FlexiVan Leasing has upgraded its chassis fleet with the addition of 12,500 units through a merger with American Intermodal Management (AIM), bringing the combined fleet size to 137,500 marine units across the United States.
Under the deal, terms of which were not disclosed, FlexiVan will receive an injection of relatively new chassis with the latest safety features, such as radial tires, automatic braking systems, and LED brake lights, the companies said in a joint statement. Additionally, AIM’s chassis, which were effectively unwelcome under box rules, will now be capable of handling ocean containers under a door delivery, which also benefits cargo owners and truckers looking for reliable equipment.
“The combination of AIM and FlexiVan will provide strong financial support to continue the upgrade of FlexiVan’s fleet, support significant investment in new assets, and fund ongoing development of innovative IT systems, all of which will allow us to deliver an industry leading customer experience,” Charles G. Wellins, president of FlexiVan, said in a statement.
Ronald D. Widdows, executive chairman of AIM, will become CEO of the merged companies operating under the FlexiVan name. It’s unclear what position Wellins or current AIM CEO Nathaniel Seeds will have in the combined company, although FlexiVan said executive appointments will be announced soon.
Despite the additional units, FlexiVan’s fleet remains the third largest in the US behind TRAC Intermodal and Direct ChassisLink (DCLI), although the deal narrows the gap. TRAC is the largest provider with 180,000 units, while DCLI owns, leases, and manages more than 153,000 marine chassis in the US.
The merger provides relief to beneficial cargo owners (BCOs) upset over chassis shortages and chronically broken or unsafe equipment. Given that AIM was founded in 2016, FlexiVan will be acquiring new chassis without having to order them from China International Marine Containers (CIMC) and paying a tariff. And bringing the AIM chassis into the FlexiVan network eliminates the restrictive box rules that kept AIM from reaching large BCOs.
Box rules allow BCOs to use any chassis in a cooperative pool, while the vendor of the ocean carrier would collect the revenue. For example, Maersk containers could go on TRAC chassis in a cooperative pool, but DCLI would invoice and collect the revenue. A CMA CGM box could go on a DCLI chassis, but TRAC would collect the cash.

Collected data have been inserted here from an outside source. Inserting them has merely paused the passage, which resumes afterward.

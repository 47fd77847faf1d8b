//! Value ⇄ byte conversion at the heap boundary.
//!
//! A [`ValueCodec`] is the serializer pair a caching dictionary is configured
//! with. Encodings are not self-describing (blocks are sized by the
//! allocator, not by the payload), so a decoder is always handed exactly the
//! bytes its encoder produced.

use core::marker::PhantomData;

use bytes::{BufMut as _, Bytes, BytesMut};
use derive_where::derive_where;
use serde::{Serialize, de::DeserializeOwned};

use crate::error::Result;

/// Pure conversion between typed values and byte buffers.
pub trait ValueCodec<T> {
    /// Serializes a value into a fresh buffer.
    fn encode(&self, value: &T) -> Result<Bytes>;

    /// Deserializes a value from exactly the bytes a previous
    /// [`encode`](Self::encode) produced.
    fn decode(&self, bytes: &[u8]) -> Result<T>;
}

/// Encodes values as compact JSON.
#[derive_where(Debug, Default, Copy, Clone, PartialEq, Eq)]
pub struct JsonCodec<T> {
    /// We use `PhantomData` with `fn() -> T` instead of just `T` to ensure the
    /// codec doesn't impose any bounds on `T` unnecessarily (making it
    /// covariant rather than invariant)
    _marker: PhantomData<fn() -> T>,
}

impl<T> JsonCodec<T> {
    #[must_use]
    pub const fn new() -> Self {
        Self {
            _marker: PhantomData,
        }
    }
}

impl<T: Serialize + DeserializeOwned> ValueCodec<T> for JsonCodec<T> {
    fn encode(&self, value: &T) -> Result<Bytes> {
        let mut writer = BytesMut::new().writer();
        serde_json::to_writer(&mut writer, value)?;
        Ok(writer.into_inner().freeze())
    }

    fn decode(&self, bytes: &[u8]) -> Result<T> {
        Ok(serde_json::from_slice(bytes)?)
    }
}

/// Stores strings as their raw UTF-8 bytes, with no framing at all.
#[derive(Debug, Default, Copy, Clone, PartialEq, Eq)]
pub struct Utf8Codec;

impl ValueCodec<String> for Utf8Codec {
    fn encode(&self, value: &String) -> Result<Bytes> {
        Ok(Bytes::copy_from_slice(value.as_bytes()))
    }

    fn decode(&self, bytes: &[u8]) -> Result<String> {
        Ok(String::from_utf8(bytes.to_vec())?)
    }
}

AIM couldn’t crack into the game because it was unable to establish a formal agreement with any ocean carrier. So, although the company was not prohibited from joining a cooperative pool, it would have been unable to collect any revenue on door deliveries. AIM could lease to shippers using merchant haulage and shippers looking for their equipment. FlexiVan, though, has existing agreements with Ocean Network Express and OOCL, and contributes to all the major US cooperative pools under box rules.
AIM emphasizes the use of technology to provide cargo owners and truckers with visibility into the location of their container and chassis. Each AIM chassis is equipped with a GPS sensor, an accelerometer that can transmit distance, speed and direction, and a load sensor that notes and communicates when a container is mounted and dismounted.